The management think they've discovered a superior way, and not because they embrace the Creator and Redeemer of the world, or drink from the grace of the sacraments, or listen to the teachings of the Church. They believe their personal charism of infallibility extends to minor things like the value of Web sites and desktop publishing, and they defend their opinions on relatively unimportant matters with the same tenacity as the really big things. Such an approach doesn't make the small things more important, it makes the big things seem less important. A well-intentioned non-Catholic would find himself bewildered by the vehemence with which the writers and editors attack communion in the hand, to cite one recent fracas. I agree that receiving in the hand is significantly different than receiving on the tongue; I see no special value in receiving in the hand, and to our individualistic, narcissistic culture, people might be thinking that the Body and Blood of Christ is something they "posess" when it is placed in their hand, when the opposite is true.

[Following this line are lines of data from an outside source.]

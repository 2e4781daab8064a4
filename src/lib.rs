//! Treedump - turn a directory subtree into a single text artifact combining
//! a box-drawing tree diagram with line-numbered file contents.
//!
//! The engine is a pure function of (root path, configuration, filesystem
//! snapshot) → output string. It mutates nothing in the target tree, holds
//! no process-wide state, and opens at most one file at a time, so callers
//! may run independent generations concurrently with their own
//! configuration snapshots.

pub mod config;
pub mod content;
pub mod error;
pub mod output;
pub mod tree;

pub use config::GenerateConfig;
pub use content::{LINE_TRUNCATION_MARKER, RenderedContent, render_content};
pub use error::GenerateError;
pub use output::{BINARY_PLACEHOLDER, INCOMPLETE_MARKER, TreeFormatter};
pub use tree::{
    NodeNote, NoopObserver, TreeNode, TreeWalker, WalkControl, WalkObserver, WalkOutcome,
};

use std::path::Path;

/// Result of one generation run.
#[derive(Debug)]
pub struct Generated {
    /// The full text artifact; the caller decides where it goes.
    pub text: String,
    /// Recoverable conditions encountered during the run. Empty means the
    /// run succeeded fully.
    pub warnings: Vec<String>,
    /// False when the observer stopped the walk early; the text is then a
    /// partial tree marked incomplete.
    pub complete: bool,
}

/// Generate the tree artifact for `root` under `config`.
pub fn generate(root: &Path, config: &GenerateConfig) -> Result<Generated, GenerateError> {
    generate_with_observer(root, config, &mut NoopObserver)
}

/// Generate with a progress/cancellation observer polled once per visited
/// entry.
pub fn generate_with_observer(
    root: &Path,
    config: &GenerateConfig,
    observer: &mut dyn WalkObserver,
) -> Result<Generated, GenerateError> {
    config.validate()?;

    let outcome = TreeWalker::new(config).walk(root, observer)?;
    let (text, mut format_warnings) = TreeFormatter::new(config).format(&outcome);

    let mut warnings = outcome.warnings;
    warnings.append(&mut format_warnings);

    Ok(Generated {
        text,
        warnings,
        complete: outcome.complete,
    })
}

Nevertheless, three-quarters of my countrymen do not receive communion at all, as they are outside of the Church. A majority of American Catholics do not go to Mass on a given week, and therefore they deprive themselves of the Eucharist. Why should we confuse the outsider and the marginal Catholic with such internicine disputes? If NOR really wanted to convert people, they'd focus on changing the larger impediments to faith like consumerism or sexual license. If people's hearts are converted, the smaller things will fall into place by themselves.
When you fight on all fronts, you're guaranteed to lose most of the time, and eventually you'll lose the war, too. It is my fervent hope that the editors of the magazine will steer their ship to rejoin the fleet, instead of fighting their own battles somewhere else.